While biking home from clinic a few days ago (yes, the bike commute is the best!) I was thinking about how I wanted to go into this field because I like being able to offer support, guidance, and skills at women's most vulnerable moments - but that these moments don't always take the form of delivering a beautiful baby or removing a breast mass or uterus and curing someone's cancer, they are not always helping someone get pregnant after years of trying.

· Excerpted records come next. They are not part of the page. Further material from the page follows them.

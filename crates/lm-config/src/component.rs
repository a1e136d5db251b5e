//! Component catalog types.
//!
//! A component is one manageable product on the host. Its package lists,
//! tracker, config files, and services live here instead of in code so
//! tests can substitute fixtures.

use serde::{Deserialize, Serialize};
use std::collections::BTreeMap;
use std::path::PathBuf;

/// How the host tracks what is installed for a component.
#[derive(Debug, Clone, Copy, PartialEq, Eq, Serialize, Deserialize)]
#[serde(rename_all = "snake_case")]
pub enum TrackerKind {
    /// Vendor installation manager (`imcl`) with offerings.
    InstallationManager,
    /// Native package database (RPM on Linux, registry/setup.exe on Windows).
    NativePackages,
}

impl std::fmt::Display for TrackerKind {
    fn fmt(&self, f: &mut std::fmt::Formatter<'_>) -> std::fmt::Result {
        match self {
            TrackerKind::InstallationManager => write!(f, "installation_manager"),
            TrackerKind::NativePackages => write!(f, "native_packages"),
        }
    }
}

/// One installation-manager offering.
#[derive(Debug, Clone, PartialEq, Eq, Serialize, Deserialize)]
pub struct Offering {
    pub id: String,
    pub profile: String,
    #[serde(default)]
    pub features: Vec<String>,
    #[serde(default = "default_install_fixes")]
    pub install_fixes: String,
    #[serde(default = "default_true")]
    pub enabled: bool,
}

impl Offering {
    fn new(id: &str, profile: &str, features: &[&str]) -> Self {
        Offering {
            id: id.to_string(),
            profile: profile.to_string(),
            features: features.iter().map(|f| f.to_string()).collect(),
            install_fixes: default_install_fixes(),
            enabled: true,
        }
    }
}

/// A registry value holding the installed version on Windows.
#[derive(Debug, Clone, PartialEq, Eq, Serialize, Deserialize)]
pub struct RegistryValue {
    pub key: String,
    pub value: String,
}

/// Values written into the installer response file.
#[derive(Debug, Clone, PartialEq, Eq, Serialize, Deserialize)]
pub struct ResponseSettings {
    pub profile_id: String,
    #[serde(default)]
    pub license: String,
    pub secure_port: u16,
    #[serde(default)]
    pub repository: String,
    #[serde(default)]
    pub preferences: BTreeMap<String, String>,
}

impl Default for ResponseSettings {
    fn default() -> Self {
        let preferences = [
            ("com.ibm.cic.common.core.preferences.connectTimeout", "30"),
            ("com.ibm.cic.common.core.preferences.readTimeout", "45"),
            ("com.ibm.cic.common.core.preferences.downloadAutoRetryCount", "0"),
            ("offering.service.repositories.areUsed", "false"),
            ("com.ibm.cic.common.core.preferences.ssl.nonsecureMode", "false"),
            (
                "com.ibm.cic.common.core.preferences.preserveDownloadedArtifacts",
                "false",
            ),
            ("com.ibm.cic.common.core.preferences.keepFetchedFiles", "false"),
            ("com.ibm.cic.common.core.preferences.searchForUpdates", "false"),
            ("PassportAdvantageIsEnabled", "false"),
        ]
        .into_iter()
        .map(|(k, v)| (k.to_string(), v.to_string()))
        .collect();

        ResponseSettings {
            profile_id: "IBM Storage Protect".to_string(),
            license: String::new(),
            secure_port: 11090,
            repository: "repository".to_string(),
            preferences,
        }
    }
}

/// Everything the lifecycle manager needs to know about a component.
#[derive(Debug, Clone, PartialEq, Eq, Serialize, Deserialize)]
pub struct ComponentSpec {
    /// Identifier scanned for in tracker listings.
    pub package_id: String,

    pub tracker: TrackerKind,

    #[serde(default)]
    pub offerings: Vec<Offering>,

    /// Removal sequence: add-ons first, core next, shared libraries last.
    /// Install order is the reverse.
    #[serde(default)]
    pub removal_order: Vec<String>,

    #[serde(default)]
    pub config_files: Vec<PathBuf>,

    #[serde(default)]
    pub services: Vec<String>,

    #[serde(default)]
    pub processes: Vec<String>,

    /// Compare the installed version after deploy, not just presence.
    #[serde(default = "default_true")]
    pub verify_version: bool,

    /// Install and upgrade need the installer password.
    #[serde(default)]
    pub requires_secret: bool,

    #[serde(default)]
    pub windows_registry: Option<RegistryValue>,

    /// Product display name used to uninstall on Windows.
    #[serde(default)]
    pub windows_product: Option<String>,

    #[serde(default)]
    pub response: Option<ResponseSettings>,
}

impl ComponentSpec {
    /// Packages in install order (reverse of removal order).
    pub fn install_order(&self) -> Vec<String> {
        self.removal_order.iter().rev().cloned().collect()
    }

    /// Offerings flagged for installation.
    pub fn enabled_offerings(&self) -> impl Iterator<Item = &Offering> {
        self.offerings.iter().filter(|o| o.enabled)
    }

    /// Built-in server component managed through the installation manager.
    pub fn builtin_server() -> Self {
        let spectrum = "IBM Spectrum Protect";
        let offerings = vec![
            Offering::new(
                "com.tivoli.dsm.server",
                "IBM Storage Protect",
                &[
                    "com.tivoli.dsm.server.main",
                    "com.tivoli.dsm.gskit",
                    "com.tivoli.dsm.clientapi",
                    "com.ibm.java.jre",
                ],
            ),
            Offering::new(
                "com.tivoli.dsm.stagent",
                spectrum,
                &["com.tivoli.dsm.stagent.main", "com.tivoli.dsm.gskit"],
            ),
            Offering::new(
                "com.tivoli.dsm.devices",
                spectrum,
                &["com.tivoli.dsm.devices.main"],
            ),
            Offering::new(
                "com.tivoli.dsm.gui.offering",
                spectrum,
                &["com.tivoli.dsm.gui.main_asm", "com.ibm.java.jre"],
            ),
            Offering::new(
                "com.tivoli.dsm.ossm",
                spectrum,
                &["com.tivoli.dsm.ossm.main", "com.tivoli.dsm.gskit"],
            ),
            Offering::new(
                "com.tivoli.dsm.license",
                spectrum,
                &["com.tivoli.dsm.license.main"],
            ),
        ];

        ComponentSpec {
            package_id: "com.tivoli.dsm.server".to_string(),
            tracker: TrackerKind::InstallationManager,
            offerings,
            removal_order: [
                "com.tivoli.dsm.ossm",
                "com.tivoli.dsm.gui.offering",
                "com.tivoli.dsm.devices",
                "com.tivoli.dsm.stagent",
                "com.tivoli.dsm.license",
                "com.tivoli.dsm.server",
            ]
            .iter()
            .map(|s| s.to_string())
            .collect(),
            config_files: Vec::new(),
            services: Vec::new(),
            processes: Vec::new(),
            verify_version: true,
            requires_secret: true,
            windows_registry: None,
            windows_product: None,
            response: Some(ResponseSettings::default()),
        }
    }

    /// Built-in backup-archive client managed as native packages.
    pub fn builtin_client() -> Self {
        ComponentSpec {
            package_id: "TIVsm-BA".to_string(),
            tracker: TrackerKind::NativePackages,
            offerings: Vec::new(),
            removal_order: [
                "TIVsm-BAcit",
                "TIVsm-BAhdw",
                "TIVsm-WEBGUI",
                "TIVsm-JBB",
                "TIVsm-BA",
                "TIVsm-APIcit",
                "TIVsm-API64",
                "gskssl64",
                "gskcrypt64",
            ]
            .iter()
            .map(|s| s.to_string())
            .collect(),
            config_files: vec![
                PathBuf::from("/opt/tivoli/tsm/client/ba/bin/dsm.opt"),
                PathBuf::from("/opt/tivoli/tsm/client/ba/bin/dsm.sys"),
            ],
            services: vec!["dsmcad".to_string()],
            processes: vec!["dsmc".to_string()],
            verify_version: true,
            requires_secret: false,
            windows_registry: Some(RegistryValue {
                key: r"HKLM\SOFTWARE\IBM\ADSM\CurrentVersion".to_string(),
                value: "PTF".to_string(),
            }),
            windows_product: Some("IBM Spectrum Protect Client".to_string()),
            response: None,
        }
    }
}

fn default_true() -> bool {
    true
}

fn default_install_fixes() -> String {
    "none".to_string()
}

#[cfg(test)]
mod tests {
    use super::*;

    #[test]
    fn test_install_order_is_reverse_of_removal() {
        let client = ComponentSpec::builtin_client();
        let install = client.install_order();
        assert_eq!(install.first().map(String::as_str), Some("gskcrypt64"));
        assert_eq!(install.last().map(String::as_str), Some("TIVsm-BAcit"));
        assert_eq!(install.len(), client.removal_order.len());
    }

    #[test]
    fn test_server_offerings_have_features() {
        let server = ComponentSpec::builtin_server();
        assert_eq!(server.enabled_offerings().count(), 6);
        assert!(server
            .offerings
            .iter()
            .all(|o| !o.features.is_empty() && o.install_fixes == "none"));
        assert_eq!(server.removal_order.last().unwrap(), &server.package_id);
    }

    #[test]
    fn test_offering_defaults_when_deserialized() {
        let o: Offering =
            serde_json::from_str(r#"{"id":"x","profile":"p"}"#).unwrap();
        assert!(o.enabled);
        assert_eq!(o.install_fixes, "none");
        assert!(o.features.is_empty());
    }
}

Often they are much less magical and women feel much more ambivalent about how helpful I'm being, and more frustrated or scared about their situations -
they're a woman who comes in from clinic after being told she has an intrauterine fetal demise (IUFD) for induction, a woman who thought she was coming in for a regular prenatal visit who is told she is in preterm labor and going to deliver her baby months sooner than she had planned, a woman in her 40s with symptomatic fibroids (pain, bleeding) who has never had sex, but doesn't want to have a hysterectomy because she doesn't want to give up on the idea that someday she could be pregnant, another woman in her 50s with vaginal bleeding for years who has never had a pelvic exam or a pap smear who you have to counsel about her high risk of cancer, a woman who fled her abusive family to come to a new country only to live with abusive "friends" here with few other options because she is still undocumented, another woman trying to figure out what she is going to do with her young child in labor because she has no one to watch him, or the woman with a urinary infection during pregnancy who refuses to leave the hospital, even after her antibiotics, because she is so afraid of the pain she isn't sure she can go through with labor, a woman spending her pregnancy in prison who hasn't slept for days because she cannot figure out a comfortable position for her growing abdomen on her one allowed mattress and built-in pillow.
**
but I guess those ARE the moments why I went into this field: to explain what's happening with her body, to explain that it's not her fault, to explain what we are going to do to try to make it better or easier, to write prescriptions for extra mattresses, to talk to the other people in their lives with the authority of someone with knowledge and skills, to counsel about her options, to hold her hand and tell her that
I'm just so sorry this is happening to her.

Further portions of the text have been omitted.